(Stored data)
=-=-=

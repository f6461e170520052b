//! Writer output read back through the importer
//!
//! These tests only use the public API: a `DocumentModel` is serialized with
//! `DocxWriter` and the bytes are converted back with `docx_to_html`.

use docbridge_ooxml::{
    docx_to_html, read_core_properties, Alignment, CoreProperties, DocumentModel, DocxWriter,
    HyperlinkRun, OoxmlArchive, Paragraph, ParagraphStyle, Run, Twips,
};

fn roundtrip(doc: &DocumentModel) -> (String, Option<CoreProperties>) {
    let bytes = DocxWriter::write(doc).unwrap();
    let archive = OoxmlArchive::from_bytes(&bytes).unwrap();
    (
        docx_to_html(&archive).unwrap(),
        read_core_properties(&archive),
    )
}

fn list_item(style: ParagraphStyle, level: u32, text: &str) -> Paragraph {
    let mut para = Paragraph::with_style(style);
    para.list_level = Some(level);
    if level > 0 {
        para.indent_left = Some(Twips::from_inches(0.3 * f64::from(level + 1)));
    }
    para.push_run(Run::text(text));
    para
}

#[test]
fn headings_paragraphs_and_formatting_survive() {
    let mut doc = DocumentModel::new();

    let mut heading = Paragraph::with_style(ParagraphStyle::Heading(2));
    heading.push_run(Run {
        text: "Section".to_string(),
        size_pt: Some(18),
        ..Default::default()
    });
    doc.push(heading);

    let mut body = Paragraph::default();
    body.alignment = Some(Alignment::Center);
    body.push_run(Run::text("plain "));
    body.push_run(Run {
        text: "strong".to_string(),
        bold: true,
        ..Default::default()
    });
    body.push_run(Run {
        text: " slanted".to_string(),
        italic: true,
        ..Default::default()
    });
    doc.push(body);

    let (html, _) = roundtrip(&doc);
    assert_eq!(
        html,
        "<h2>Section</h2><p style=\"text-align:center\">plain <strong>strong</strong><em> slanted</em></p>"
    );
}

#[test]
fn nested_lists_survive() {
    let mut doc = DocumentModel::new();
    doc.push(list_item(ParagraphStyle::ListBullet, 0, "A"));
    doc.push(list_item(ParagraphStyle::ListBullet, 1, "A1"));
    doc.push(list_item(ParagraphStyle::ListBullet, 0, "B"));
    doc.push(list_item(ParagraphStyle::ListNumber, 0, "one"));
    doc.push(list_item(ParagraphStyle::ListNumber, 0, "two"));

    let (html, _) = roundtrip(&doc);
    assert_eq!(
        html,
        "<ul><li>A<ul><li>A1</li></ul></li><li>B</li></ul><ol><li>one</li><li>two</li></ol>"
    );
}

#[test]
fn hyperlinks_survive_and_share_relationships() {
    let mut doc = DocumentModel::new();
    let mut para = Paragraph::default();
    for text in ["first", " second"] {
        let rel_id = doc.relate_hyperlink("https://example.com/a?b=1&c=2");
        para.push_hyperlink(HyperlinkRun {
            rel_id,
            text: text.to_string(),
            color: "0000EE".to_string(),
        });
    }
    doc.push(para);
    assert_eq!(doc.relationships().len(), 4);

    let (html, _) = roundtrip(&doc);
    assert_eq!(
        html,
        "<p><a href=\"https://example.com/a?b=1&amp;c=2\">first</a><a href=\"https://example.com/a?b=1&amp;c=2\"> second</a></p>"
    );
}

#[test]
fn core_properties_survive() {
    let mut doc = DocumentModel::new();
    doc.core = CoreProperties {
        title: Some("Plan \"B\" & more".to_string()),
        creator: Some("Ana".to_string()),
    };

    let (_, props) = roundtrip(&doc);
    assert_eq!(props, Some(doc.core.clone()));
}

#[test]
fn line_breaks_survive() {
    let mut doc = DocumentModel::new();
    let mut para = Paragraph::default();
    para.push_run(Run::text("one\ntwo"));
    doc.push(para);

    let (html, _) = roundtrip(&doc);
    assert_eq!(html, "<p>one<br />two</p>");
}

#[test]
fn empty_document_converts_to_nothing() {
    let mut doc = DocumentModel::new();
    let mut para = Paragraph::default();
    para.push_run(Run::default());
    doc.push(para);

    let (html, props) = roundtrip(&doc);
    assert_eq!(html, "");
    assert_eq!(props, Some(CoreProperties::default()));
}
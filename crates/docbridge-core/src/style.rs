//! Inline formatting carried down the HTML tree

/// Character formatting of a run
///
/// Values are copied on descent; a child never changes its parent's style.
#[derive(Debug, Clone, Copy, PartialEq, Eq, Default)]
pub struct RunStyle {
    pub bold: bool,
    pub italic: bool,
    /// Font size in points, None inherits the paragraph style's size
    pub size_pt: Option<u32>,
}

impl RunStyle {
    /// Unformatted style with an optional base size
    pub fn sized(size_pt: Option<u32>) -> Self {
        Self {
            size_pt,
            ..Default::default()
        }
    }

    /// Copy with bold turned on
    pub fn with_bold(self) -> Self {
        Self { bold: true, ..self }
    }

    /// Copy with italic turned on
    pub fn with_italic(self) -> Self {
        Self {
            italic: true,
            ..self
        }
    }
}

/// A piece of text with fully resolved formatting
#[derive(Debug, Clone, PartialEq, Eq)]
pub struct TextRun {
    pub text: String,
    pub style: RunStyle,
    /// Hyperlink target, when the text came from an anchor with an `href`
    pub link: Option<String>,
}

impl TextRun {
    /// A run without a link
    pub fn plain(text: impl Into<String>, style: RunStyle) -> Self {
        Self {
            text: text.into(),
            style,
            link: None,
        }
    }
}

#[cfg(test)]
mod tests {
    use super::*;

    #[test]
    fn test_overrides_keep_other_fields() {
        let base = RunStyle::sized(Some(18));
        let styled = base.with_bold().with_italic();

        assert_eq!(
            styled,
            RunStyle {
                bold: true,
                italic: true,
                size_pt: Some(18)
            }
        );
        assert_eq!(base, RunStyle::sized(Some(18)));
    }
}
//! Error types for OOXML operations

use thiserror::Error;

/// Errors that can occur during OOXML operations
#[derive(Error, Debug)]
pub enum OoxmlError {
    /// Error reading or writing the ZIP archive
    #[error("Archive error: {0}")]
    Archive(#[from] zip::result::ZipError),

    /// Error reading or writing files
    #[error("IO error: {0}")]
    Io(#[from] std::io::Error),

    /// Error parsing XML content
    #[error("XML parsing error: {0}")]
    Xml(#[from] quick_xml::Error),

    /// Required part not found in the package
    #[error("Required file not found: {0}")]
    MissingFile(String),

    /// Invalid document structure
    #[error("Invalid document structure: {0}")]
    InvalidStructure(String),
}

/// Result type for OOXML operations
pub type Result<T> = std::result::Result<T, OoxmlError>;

=-=-=

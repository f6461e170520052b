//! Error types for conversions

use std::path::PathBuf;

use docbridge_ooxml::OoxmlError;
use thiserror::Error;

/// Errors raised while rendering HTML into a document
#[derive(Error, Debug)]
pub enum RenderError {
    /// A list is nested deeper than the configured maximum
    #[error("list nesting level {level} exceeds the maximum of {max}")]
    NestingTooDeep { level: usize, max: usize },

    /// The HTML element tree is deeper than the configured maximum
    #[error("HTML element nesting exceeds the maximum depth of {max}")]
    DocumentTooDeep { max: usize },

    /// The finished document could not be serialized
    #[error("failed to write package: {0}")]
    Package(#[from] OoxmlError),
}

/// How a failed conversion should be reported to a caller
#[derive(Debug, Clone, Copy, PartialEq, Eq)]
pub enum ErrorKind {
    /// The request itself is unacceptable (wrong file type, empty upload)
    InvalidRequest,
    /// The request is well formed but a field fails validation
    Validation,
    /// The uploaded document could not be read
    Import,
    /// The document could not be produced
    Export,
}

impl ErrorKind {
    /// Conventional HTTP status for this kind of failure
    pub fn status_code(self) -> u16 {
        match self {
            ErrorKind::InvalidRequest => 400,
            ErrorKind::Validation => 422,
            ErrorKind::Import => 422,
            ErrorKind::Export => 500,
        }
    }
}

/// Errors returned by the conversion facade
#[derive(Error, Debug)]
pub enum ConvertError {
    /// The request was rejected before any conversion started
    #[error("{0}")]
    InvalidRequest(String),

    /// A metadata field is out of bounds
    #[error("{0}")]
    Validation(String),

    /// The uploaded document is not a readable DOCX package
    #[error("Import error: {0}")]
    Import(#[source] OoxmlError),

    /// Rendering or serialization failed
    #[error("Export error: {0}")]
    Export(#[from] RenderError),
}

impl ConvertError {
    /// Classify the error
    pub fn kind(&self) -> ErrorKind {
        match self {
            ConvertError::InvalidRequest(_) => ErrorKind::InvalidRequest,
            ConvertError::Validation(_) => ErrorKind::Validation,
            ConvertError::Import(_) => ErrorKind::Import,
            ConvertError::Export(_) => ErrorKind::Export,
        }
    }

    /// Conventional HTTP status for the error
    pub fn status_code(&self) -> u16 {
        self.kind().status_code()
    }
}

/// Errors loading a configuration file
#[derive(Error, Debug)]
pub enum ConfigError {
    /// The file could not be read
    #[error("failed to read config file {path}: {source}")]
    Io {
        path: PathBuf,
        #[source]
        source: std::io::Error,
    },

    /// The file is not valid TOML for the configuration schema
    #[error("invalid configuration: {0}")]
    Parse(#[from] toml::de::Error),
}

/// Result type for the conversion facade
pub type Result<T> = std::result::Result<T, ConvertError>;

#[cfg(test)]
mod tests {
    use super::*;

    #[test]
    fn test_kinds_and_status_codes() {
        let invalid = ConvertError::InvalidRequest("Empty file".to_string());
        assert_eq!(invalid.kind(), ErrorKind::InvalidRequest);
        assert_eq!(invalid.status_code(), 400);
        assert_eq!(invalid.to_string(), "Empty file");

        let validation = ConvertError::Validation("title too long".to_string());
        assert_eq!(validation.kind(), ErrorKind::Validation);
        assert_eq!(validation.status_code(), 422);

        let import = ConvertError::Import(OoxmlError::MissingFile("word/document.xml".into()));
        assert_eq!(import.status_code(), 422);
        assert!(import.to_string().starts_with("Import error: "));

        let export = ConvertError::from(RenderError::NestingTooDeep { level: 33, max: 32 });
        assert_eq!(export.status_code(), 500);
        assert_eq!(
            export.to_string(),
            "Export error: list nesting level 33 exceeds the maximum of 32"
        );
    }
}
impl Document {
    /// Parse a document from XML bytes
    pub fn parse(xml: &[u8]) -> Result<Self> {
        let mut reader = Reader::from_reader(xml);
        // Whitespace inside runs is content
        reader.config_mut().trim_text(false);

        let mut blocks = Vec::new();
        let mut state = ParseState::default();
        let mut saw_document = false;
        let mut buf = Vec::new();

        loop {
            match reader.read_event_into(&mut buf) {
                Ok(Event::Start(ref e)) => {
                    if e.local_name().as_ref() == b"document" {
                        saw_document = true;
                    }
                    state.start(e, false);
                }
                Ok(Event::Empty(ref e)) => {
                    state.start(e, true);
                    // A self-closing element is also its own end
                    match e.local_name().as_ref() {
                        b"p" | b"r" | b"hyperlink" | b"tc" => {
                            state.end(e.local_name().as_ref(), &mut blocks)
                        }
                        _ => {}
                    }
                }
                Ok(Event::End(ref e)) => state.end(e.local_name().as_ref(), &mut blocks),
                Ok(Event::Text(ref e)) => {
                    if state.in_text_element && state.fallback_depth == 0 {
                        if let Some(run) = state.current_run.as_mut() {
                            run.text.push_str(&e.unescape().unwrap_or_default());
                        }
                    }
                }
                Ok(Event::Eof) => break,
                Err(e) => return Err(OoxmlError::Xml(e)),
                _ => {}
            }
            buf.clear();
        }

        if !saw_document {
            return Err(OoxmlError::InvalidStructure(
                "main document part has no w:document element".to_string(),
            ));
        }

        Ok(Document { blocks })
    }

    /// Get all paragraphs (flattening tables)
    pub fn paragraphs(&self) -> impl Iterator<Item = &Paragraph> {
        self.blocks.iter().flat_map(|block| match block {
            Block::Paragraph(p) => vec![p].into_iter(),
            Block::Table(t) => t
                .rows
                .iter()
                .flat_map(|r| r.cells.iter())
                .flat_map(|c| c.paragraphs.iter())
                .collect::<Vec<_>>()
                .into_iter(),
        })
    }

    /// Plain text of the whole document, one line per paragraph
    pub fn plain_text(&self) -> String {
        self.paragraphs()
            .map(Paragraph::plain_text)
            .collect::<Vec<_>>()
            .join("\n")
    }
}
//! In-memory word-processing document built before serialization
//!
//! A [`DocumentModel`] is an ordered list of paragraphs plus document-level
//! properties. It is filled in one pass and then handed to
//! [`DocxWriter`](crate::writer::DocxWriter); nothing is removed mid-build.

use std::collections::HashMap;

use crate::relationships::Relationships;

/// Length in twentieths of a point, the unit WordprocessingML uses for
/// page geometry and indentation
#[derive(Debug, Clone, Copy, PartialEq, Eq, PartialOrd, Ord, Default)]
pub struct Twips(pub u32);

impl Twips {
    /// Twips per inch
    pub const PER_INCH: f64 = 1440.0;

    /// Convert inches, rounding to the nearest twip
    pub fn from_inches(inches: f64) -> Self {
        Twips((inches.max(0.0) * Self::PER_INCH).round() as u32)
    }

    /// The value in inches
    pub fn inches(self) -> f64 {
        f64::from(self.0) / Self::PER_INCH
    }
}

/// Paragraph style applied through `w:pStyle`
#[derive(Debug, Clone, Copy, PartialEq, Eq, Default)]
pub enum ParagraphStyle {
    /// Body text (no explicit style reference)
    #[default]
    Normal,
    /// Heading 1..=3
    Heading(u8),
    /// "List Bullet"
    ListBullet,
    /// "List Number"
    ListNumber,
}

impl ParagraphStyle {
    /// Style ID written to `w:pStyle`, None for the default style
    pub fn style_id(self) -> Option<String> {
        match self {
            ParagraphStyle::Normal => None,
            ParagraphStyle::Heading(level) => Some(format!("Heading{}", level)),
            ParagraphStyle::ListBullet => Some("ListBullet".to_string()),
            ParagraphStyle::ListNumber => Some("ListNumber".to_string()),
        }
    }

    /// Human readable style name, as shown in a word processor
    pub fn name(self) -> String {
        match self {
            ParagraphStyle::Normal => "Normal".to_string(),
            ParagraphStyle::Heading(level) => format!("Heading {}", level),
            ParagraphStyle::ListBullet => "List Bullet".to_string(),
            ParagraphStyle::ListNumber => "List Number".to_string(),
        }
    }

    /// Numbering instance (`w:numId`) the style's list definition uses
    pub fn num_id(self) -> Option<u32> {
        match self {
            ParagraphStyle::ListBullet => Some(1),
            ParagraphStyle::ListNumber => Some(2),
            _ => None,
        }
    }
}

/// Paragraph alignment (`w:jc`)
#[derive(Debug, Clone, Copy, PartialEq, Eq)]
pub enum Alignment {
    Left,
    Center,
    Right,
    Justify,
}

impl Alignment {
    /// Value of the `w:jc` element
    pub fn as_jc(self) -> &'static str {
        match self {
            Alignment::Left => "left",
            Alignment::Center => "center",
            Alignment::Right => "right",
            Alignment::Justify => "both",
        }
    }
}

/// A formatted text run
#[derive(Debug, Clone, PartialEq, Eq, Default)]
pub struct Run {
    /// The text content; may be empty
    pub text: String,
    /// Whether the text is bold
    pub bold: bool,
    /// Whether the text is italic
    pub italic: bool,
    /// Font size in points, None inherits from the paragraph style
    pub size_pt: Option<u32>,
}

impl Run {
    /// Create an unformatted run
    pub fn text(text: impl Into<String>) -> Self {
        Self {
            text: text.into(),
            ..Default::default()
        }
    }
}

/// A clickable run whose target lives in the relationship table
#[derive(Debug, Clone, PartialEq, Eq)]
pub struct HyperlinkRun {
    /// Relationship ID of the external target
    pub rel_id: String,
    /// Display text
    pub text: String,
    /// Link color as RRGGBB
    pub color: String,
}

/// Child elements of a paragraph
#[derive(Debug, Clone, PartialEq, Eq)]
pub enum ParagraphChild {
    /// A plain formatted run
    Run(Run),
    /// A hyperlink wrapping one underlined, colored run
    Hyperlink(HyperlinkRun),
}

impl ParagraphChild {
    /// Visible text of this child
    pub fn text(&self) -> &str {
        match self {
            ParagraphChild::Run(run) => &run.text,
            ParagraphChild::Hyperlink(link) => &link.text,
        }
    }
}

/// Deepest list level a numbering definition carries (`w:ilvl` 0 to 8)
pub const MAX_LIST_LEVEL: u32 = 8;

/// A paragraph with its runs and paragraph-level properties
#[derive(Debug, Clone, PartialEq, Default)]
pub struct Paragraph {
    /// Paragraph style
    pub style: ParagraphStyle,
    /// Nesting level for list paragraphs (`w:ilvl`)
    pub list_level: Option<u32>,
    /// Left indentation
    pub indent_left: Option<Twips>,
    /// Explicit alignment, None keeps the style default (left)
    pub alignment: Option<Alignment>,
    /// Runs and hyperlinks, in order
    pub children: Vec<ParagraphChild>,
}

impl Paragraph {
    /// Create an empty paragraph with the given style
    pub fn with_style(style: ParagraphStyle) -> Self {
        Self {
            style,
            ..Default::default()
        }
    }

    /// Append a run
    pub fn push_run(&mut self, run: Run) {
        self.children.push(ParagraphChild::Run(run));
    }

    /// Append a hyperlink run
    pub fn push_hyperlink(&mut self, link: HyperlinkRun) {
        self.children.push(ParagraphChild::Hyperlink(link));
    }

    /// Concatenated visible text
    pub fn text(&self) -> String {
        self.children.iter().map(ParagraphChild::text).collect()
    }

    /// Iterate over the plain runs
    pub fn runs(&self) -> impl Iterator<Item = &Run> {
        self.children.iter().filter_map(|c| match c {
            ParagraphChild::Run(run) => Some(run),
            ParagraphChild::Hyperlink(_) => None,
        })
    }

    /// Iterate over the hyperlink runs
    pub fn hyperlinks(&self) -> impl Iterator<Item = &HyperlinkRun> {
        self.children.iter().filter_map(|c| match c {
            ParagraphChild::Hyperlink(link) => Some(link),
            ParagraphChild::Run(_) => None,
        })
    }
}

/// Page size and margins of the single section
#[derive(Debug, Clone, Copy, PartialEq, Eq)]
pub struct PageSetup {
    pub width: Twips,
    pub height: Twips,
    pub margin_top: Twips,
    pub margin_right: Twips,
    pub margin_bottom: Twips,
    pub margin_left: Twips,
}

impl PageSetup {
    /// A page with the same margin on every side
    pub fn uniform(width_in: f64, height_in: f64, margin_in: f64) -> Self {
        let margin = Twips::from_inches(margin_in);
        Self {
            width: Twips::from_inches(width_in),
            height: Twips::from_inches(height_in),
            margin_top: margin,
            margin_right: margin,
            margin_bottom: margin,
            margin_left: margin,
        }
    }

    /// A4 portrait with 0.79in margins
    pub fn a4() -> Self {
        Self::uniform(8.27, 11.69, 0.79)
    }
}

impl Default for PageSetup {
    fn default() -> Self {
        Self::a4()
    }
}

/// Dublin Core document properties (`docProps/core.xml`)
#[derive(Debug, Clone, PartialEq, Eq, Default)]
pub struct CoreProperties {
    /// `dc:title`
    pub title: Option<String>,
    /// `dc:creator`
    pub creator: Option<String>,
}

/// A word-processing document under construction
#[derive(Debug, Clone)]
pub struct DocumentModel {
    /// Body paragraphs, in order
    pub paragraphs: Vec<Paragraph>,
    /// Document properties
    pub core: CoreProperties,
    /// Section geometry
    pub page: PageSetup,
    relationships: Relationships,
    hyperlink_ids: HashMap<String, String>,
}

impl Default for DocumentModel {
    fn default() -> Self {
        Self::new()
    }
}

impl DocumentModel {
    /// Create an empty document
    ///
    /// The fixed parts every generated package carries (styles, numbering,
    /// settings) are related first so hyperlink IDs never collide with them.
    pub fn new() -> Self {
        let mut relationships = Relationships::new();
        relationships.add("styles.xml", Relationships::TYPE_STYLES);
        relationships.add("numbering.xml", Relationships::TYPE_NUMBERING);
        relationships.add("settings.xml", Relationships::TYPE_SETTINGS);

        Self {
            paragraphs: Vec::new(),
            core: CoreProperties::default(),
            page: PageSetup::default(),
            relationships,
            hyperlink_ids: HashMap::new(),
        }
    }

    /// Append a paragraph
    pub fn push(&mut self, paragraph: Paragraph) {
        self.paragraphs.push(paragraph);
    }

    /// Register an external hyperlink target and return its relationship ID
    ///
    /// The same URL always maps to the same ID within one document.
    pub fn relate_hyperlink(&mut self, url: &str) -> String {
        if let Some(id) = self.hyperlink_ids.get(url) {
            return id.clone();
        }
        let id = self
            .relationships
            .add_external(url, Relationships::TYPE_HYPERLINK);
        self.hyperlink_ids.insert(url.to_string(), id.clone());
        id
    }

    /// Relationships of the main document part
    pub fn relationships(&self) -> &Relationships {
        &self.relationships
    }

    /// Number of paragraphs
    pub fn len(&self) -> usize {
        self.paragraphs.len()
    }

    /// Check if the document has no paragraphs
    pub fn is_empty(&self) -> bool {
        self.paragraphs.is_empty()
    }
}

=-=-=

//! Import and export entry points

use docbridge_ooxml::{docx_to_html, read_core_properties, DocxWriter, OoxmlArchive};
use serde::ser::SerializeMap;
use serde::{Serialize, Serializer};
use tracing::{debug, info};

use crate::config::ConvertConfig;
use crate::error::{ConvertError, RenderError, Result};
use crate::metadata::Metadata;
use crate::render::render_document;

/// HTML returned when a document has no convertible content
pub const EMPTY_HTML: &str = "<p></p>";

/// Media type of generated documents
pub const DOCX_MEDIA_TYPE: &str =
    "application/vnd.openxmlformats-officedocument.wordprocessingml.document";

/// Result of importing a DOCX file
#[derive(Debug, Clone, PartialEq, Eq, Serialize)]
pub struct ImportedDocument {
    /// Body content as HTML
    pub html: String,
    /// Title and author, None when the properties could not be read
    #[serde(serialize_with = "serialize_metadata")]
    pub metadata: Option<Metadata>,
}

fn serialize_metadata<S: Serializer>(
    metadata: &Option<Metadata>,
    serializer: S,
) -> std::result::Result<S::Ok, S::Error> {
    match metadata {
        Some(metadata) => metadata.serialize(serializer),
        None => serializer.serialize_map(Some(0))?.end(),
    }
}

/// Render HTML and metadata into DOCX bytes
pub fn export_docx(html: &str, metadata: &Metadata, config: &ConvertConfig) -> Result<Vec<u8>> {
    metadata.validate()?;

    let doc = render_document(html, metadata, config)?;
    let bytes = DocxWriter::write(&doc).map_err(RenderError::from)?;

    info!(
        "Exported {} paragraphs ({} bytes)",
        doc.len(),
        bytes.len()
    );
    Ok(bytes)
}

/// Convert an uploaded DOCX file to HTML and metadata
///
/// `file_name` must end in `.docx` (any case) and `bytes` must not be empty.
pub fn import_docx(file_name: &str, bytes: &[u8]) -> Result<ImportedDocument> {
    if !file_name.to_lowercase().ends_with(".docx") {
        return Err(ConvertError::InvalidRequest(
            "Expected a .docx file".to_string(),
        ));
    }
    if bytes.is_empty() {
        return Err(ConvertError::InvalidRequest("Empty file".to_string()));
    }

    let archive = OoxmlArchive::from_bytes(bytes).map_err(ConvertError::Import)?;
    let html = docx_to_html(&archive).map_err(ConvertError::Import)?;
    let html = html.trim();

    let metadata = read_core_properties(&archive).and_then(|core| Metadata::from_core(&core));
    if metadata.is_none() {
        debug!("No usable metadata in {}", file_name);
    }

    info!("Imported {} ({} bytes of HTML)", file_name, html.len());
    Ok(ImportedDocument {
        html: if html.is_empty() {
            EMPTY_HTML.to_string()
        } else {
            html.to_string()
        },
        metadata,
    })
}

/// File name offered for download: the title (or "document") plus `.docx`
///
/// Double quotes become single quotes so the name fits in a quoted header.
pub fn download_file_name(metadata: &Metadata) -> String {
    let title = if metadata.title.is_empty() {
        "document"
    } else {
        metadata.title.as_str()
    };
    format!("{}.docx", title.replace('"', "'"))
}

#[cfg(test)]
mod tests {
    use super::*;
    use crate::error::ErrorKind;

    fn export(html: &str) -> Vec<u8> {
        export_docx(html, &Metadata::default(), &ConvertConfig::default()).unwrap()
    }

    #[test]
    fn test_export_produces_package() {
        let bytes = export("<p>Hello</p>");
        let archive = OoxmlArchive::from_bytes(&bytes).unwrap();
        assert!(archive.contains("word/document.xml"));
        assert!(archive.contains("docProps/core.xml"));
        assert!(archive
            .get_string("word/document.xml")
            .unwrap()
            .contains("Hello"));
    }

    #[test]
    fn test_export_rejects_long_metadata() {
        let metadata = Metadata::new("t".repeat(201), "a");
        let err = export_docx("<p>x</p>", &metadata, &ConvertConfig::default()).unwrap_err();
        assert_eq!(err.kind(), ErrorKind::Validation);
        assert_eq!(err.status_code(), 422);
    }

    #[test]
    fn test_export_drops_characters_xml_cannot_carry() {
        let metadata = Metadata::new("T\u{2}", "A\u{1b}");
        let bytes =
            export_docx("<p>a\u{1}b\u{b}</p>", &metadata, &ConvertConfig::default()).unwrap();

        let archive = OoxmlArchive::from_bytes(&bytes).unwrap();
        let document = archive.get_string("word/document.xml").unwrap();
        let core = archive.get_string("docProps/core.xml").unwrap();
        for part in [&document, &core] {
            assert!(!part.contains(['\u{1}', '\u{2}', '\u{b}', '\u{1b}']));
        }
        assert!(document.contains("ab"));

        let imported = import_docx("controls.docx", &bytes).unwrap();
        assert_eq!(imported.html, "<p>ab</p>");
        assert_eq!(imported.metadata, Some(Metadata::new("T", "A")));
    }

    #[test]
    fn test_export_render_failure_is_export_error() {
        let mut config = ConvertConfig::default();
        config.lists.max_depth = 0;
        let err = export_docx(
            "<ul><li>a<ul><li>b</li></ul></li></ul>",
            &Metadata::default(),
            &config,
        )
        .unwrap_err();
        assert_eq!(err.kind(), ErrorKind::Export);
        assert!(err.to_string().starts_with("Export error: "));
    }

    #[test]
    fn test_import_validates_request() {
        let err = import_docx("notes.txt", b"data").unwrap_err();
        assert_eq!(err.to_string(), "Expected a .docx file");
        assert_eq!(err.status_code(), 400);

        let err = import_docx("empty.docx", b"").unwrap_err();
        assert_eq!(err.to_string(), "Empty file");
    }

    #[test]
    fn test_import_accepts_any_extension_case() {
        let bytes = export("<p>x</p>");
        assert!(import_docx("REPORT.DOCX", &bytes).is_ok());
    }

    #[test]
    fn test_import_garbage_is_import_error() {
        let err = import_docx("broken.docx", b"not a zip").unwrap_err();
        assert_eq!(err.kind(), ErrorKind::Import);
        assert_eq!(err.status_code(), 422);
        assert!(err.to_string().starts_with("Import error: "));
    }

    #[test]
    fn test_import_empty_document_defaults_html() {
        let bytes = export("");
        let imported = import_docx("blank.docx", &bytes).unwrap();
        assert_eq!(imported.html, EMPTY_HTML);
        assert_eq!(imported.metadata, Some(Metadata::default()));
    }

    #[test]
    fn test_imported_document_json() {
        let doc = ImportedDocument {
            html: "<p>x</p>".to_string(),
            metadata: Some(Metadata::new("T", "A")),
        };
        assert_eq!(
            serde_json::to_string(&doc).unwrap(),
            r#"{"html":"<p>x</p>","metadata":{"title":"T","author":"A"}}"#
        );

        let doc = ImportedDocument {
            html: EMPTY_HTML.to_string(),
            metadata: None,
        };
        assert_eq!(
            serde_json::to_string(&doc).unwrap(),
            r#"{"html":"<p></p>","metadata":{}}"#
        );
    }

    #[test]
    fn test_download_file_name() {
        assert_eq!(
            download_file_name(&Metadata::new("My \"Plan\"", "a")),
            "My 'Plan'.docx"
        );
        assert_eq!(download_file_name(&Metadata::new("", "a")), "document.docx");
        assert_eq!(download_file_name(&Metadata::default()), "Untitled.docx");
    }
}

=-=-=

WORK INSTRUCTION - Look through the lines above and collect those with the word "children".

SOLUTION TO THIS EXERCISE -
    pub children: Vec<ParagraphChild>,
        self.children.push(ParagraphChild::Run(run));
        self.children.push(ParagraphChild::Hyperlink(link));
        self.children.iter().map(ParagraphChild::text).collect()
        self.children.iter().filter_map(|c| match c {
        self.children.iter().filter_map(|c| match c {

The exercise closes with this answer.